⟨
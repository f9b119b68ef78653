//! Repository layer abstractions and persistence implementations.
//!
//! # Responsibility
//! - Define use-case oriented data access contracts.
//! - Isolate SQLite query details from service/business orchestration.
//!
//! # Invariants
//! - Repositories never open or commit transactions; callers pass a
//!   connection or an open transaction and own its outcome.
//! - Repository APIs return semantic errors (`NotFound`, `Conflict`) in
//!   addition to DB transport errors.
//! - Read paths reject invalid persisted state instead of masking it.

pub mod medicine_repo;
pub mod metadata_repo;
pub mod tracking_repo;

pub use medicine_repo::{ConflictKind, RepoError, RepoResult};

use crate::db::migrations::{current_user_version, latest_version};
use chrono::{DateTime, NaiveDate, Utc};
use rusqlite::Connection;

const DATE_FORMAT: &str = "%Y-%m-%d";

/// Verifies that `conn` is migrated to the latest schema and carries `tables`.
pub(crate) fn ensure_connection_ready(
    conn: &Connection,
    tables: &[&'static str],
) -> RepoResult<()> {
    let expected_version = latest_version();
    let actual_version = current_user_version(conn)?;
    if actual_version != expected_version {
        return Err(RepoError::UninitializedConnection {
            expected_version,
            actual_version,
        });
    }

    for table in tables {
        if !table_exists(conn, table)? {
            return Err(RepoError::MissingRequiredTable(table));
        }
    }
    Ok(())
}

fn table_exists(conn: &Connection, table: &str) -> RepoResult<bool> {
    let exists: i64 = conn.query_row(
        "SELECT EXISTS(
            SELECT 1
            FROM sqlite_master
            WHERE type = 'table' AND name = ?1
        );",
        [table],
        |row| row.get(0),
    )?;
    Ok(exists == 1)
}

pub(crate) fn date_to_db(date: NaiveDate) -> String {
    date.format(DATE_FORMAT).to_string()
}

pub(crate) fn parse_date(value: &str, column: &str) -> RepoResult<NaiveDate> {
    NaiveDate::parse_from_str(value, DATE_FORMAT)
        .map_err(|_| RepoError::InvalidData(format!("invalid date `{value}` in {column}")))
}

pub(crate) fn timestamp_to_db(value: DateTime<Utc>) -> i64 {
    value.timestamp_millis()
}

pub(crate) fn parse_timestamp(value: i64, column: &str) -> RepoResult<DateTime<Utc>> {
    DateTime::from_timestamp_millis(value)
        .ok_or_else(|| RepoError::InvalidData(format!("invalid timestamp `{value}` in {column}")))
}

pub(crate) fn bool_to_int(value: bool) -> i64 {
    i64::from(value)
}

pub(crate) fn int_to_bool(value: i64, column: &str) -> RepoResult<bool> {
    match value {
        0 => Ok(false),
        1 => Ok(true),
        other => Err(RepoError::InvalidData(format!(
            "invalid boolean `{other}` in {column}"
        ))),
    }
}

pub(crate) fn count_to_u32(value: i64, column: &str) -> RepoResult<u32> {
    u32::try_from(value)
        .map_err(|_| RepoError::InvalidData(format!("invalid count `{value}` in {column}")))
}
⟩
⟨
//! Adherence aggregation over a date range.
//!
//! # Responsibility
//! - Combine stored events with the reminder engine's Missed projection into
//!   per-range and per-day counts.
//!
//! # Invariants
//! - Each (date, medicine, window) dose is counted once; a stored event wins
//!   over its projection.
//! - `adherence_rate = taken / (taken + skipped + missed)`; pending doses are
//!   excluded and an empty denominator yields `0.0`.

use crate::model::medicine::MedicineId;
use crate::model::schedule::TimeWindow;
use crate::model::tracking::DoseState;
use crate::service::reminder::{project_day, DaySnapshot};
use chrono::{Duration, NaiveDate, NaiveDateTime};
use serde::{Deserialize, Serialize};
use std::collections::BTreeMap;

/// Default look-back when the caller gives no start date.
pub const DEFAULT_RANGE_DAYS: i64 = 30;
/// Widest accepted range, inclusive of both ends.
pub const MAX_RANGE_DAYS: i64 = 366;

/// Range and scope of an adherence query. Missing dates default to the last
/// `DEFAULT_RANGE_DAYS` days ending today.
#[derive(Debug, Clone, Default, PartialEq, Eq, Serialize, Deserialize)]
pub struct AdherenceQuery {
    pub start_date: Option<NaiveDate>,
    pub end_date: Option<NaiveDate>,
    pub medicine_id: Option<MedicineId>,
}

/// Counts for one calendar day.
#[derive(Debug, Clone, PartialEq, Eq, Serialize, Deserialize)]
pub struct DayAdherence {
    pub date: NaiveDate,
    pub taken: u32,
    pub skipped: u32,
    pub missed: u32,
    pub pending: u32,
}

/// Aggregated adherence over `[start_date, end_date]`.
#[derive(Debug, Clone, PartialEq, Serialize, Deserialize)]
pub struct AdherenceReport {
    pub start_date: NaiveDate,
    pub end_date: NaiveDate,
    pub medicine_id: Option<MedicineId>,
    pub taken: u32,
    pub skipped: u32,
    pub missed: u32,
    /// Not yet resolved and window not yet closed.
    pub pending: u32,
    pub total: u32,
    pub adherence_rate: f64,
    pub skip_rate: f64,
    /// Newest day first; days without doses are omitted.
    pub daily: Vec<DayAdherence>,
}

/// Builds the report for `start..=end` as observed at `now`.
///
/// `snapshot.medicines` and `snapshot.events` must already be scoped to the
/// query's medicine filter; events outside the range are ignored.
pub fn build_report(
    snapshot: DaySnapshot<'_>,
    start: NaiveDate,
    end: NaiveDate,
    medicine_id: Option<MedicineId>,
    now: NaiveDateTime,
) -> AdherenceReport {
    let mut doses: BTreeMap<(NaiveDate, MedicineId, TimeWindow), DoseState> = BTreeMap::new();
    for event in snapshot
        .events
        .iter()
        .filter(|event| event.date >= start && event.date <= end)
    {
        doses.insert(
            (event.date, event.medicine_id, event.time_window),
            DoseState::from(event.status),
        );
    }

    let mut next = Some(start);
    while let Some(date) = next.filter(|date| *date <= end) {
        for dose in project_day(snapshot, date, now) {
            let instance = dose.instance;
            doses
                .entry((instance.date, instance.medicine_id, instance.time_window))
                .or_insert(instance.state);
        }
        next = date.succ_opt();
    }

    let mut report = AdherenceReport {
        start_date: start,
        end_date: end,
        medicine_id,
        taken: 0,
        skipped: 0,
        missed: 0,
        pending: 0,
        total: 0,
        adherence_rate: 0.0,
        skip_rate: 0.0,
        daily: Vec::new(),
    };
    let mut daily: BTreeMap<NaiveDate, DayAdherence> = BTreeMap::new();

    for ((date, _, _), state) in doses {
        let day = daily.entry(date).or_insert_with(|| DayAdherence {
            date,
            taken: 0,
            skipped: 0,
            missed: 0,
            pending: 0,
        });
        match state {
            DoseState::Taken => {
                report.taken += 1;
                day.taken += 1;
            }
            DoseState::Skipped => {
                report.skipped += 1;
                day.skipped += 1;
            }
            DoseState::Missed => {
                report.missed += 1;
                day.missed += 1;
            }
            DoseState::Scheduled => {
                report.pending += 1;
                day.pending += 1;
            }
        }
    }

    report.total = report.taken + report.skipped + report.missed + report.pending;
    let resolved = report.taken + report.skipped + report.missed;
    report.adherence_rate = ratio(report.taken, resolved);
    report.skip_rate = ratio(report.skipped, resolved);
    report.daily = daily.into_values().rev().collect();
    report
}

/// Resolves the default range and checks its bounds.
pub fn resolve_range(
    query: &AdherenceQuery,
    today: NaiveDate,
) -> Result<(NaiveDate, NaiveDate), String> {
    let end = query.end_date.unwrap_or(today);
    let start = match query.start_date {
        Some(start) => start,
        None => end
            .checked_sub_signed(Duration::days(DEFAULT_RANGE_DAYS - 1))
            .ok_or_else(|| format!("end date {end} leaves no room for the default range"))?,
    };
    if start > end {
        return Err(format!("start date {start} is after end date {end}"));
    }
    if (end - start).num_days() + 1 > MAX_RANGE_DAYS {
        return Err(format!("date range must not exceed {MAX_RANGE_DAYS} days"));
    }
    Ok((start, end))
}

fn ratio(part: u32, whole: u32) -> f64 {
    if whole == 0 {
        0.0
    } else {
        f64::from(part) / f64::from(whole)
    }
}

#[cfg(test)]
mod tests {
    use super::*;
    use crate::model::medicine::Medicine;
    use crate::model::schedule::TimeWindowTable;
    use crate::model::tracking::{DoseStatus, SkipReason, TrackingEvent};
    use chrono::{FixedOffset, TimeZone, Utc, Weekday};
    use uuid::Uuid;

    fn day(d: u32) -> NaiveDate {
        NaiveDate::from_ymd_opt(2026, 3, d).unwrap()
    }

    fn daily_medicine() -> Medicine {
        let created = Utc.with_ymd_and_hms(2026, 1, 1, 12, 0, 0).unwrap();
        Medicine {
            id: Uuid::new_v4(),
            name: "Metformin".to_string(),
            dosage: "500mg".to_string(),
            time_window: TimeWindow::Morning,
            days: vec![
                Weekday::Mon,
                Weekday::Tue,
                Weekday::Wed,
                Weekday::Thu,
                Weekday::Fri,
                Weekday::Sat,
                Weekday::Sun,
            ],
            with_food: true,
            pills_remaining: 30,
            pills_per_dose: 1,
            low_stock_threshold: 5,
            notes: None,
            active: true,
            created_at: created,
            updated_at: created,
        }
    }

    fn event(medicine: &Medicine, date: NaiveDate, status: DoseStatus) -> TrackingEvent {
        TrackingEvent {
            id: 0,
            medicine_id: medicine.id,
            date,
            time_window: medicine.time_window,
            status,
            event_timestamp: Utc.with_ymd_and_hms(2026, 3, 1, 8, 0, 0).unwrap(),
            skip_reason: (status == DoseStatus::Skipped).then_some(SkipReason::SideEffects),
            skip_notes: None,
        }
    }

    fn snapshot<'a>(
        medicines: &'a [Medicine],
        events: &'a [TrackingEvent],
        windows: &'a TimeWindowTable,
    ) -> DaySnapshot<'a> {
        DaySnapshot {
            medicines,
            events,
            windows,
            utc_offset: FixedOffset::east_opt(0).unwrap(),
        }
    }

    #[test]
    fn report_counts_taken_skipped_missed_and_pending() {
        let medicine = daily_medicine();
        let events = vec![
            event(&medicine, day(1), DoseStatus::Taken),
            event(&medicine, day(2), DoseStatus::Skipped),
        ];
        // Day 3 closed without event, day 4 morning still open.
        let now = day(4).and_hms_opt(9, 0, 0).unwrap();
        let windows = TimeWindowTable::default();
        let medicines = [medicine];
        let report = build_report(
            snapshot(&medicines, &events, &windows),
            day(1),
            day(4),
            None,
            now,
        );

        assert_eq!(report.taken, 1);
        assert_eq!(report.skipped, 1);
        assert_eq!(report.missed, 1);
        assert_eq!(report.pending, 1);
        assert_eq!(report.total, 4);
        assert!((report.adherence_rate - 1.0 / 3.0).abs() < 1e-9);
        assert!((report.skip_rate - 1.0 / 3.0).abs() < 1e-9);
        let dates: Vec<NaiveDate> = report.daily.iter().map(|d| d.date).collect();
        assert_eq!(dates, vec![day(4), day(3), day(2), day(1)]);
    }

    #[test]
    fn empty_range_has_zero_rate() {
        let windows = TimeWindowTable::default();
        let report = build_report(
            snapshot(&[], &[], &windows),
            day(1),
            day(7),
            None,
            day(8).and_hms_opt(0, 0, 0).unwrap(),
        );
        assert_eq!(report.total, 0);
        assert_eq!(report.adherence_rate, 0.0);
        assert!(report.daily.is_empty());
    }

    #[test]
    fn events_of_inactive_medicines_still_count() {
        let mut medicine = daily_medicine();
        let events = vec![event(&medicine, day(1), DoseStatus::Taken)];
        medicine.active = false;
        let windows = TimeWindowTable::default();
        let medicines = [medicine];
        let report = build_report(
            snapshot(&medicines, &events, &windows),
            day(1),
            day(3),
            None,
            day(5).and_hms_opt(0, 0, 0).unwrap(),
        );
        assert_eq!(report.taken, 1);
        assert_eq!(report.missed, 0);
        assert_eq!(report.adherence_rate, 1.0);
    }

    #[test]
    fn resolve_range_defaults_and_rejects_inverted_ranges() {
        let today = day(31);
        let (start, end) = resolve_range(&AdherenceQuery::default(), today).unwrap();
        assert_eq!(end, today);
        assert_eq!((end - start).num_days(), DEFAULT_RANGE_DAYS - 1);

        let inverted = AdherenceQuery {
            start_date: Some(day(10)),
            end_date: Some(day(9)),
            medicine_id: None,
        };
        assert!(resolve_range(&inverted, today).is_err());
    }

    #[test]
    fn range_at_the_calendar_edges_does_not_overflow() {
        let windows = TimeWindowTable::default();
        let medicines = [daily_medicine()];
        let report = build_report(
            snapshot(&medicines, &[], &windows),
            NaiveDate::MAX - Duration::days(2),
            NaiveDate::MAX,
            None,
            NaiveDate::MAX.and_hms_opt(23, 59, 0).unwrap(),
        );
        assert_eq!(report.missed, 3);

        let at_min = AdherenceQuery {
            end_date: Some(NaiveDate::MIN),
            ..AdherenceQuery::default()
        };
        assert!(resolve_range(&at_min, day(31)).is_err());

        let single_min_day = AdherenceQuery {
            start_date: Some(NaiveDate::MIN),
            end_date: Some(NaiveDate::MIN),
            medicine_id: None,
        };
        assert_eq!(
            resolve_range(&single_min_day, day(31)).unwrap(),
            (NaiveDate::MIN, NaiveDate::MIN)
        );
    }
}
⟩
# [WORK INSTRUCTION]
Could you show every line of the material that includes the string "PartialEq"?

# [ANSWER]
#[derive(Debug, Clone, Default, PartialEq, Eq, Serialize, Deserialize)]
#[derive(Debug, Clone, PartialEq, Eq, Serialize, Deserialize)]
#[derive(Debug, Clone, PartialEq, Serialize, Deserialize)]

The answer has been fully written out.